Go through the records below and report each line with "means" in it.
[Opening Material for the task section]
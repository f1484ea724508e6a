//! Response payload shapes.

use chrono::{DateTime, Utc};
use serde::{Deserialize, Serialize};

/// `GET /api/clips/get-status/` response.
#[derive(Debug, Clone, Deserialize)]
pub struct StatusResponse {
    pub exists: bool,
}

/// Stored clip metadata from `GET /api/clips/get/{clyppy_id}`.
///
/// Everything except the id is optional; older rows predate several
/// fields.
#[derive(Debug, Clone, Serialize, Deserialize)]
pub struct ClipRecord {
    pub clip_id: String,
    #[serde(default)]
    pub video_url: Option<String>,
    #[serde(default)]
    pub remote_url: Option<String>,
    #[serde(default)]
    pub duration: Option<u32>,
    #[serde(default)]
    pub width: Option<u32>,
    #[serde(default)]
    pub height: Option<u32>,
    #[serde(default)]
    pub filesize: Option<u64>,
    #[serde(default)]
    pub is_redirect: bool,
    #[serde(default)]
    pub expires_at: Option<DateTime<Utc>>,
    #[serde(default)]
    pub title: Option<String>,
    #[serde(default)]
    pub is_nsfw: bool,
}

impl ClipRecord {
    /// Whether the stored remote URL has passed its expiry hint.
    /// Expired rows are treated as absent and the clip re-resolved.
    pub fn is_expired(&self) -> bool {
        self.expires_at.is_some_and(|t| t <= Utc::now())
    }
}

/// `POST /api/clips/publish/` response.
#[derive(Debug, Clone, Deserialize)]
pub struct PublishResponse {
    pub success: bool,
    #[serde(default)]
    pub id: Option<i64>,
    /// Server-chosen public id; overrides the locally derived one when set.
    #[serde(default)]
    pub video_page_id: Option<String>,
}

/// Per-chunk (and one-shot) `POST /api/addclip/` response. The last
/// chunk's `success` is authoritative.
#[derive(Debug, Clone, Deserialize)]
pub struct AddClipResponse {
    pub success: bool,
    #[serde(default)]
    pub file_path: Option<String>,
    #[serde(default)]
    pub finished: bool,
}

/// Bare `{success}` acknowledgement.
#[derive(Debug, Clone, Deserialize)]
pub struct AckResponse {
    pub success: bool,
}

/// `GET /api/tokens/get/` response.
#[derive(Debug, Clone, Deserialize)]
pub struct TokenBalance {
    pub tokens: i64,
}

/// `POST /api/tokens/subtract/` response. `success` means the call was
/// processed; `user_success` means the balance covered it.
#[derive(Debug, Clone, Deserialize)]
pub struct SubtractResponse {
    pub success: bool,
    pub user_success: bool,
    #[serde(default)]
    pub tokens: Option<i64>,
}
[Closing Material for the task section]
## Answer box
/// `POST /api/tokens/subtract/` response. `success` means the call was
/// processed; `user_success` means the balance covered it.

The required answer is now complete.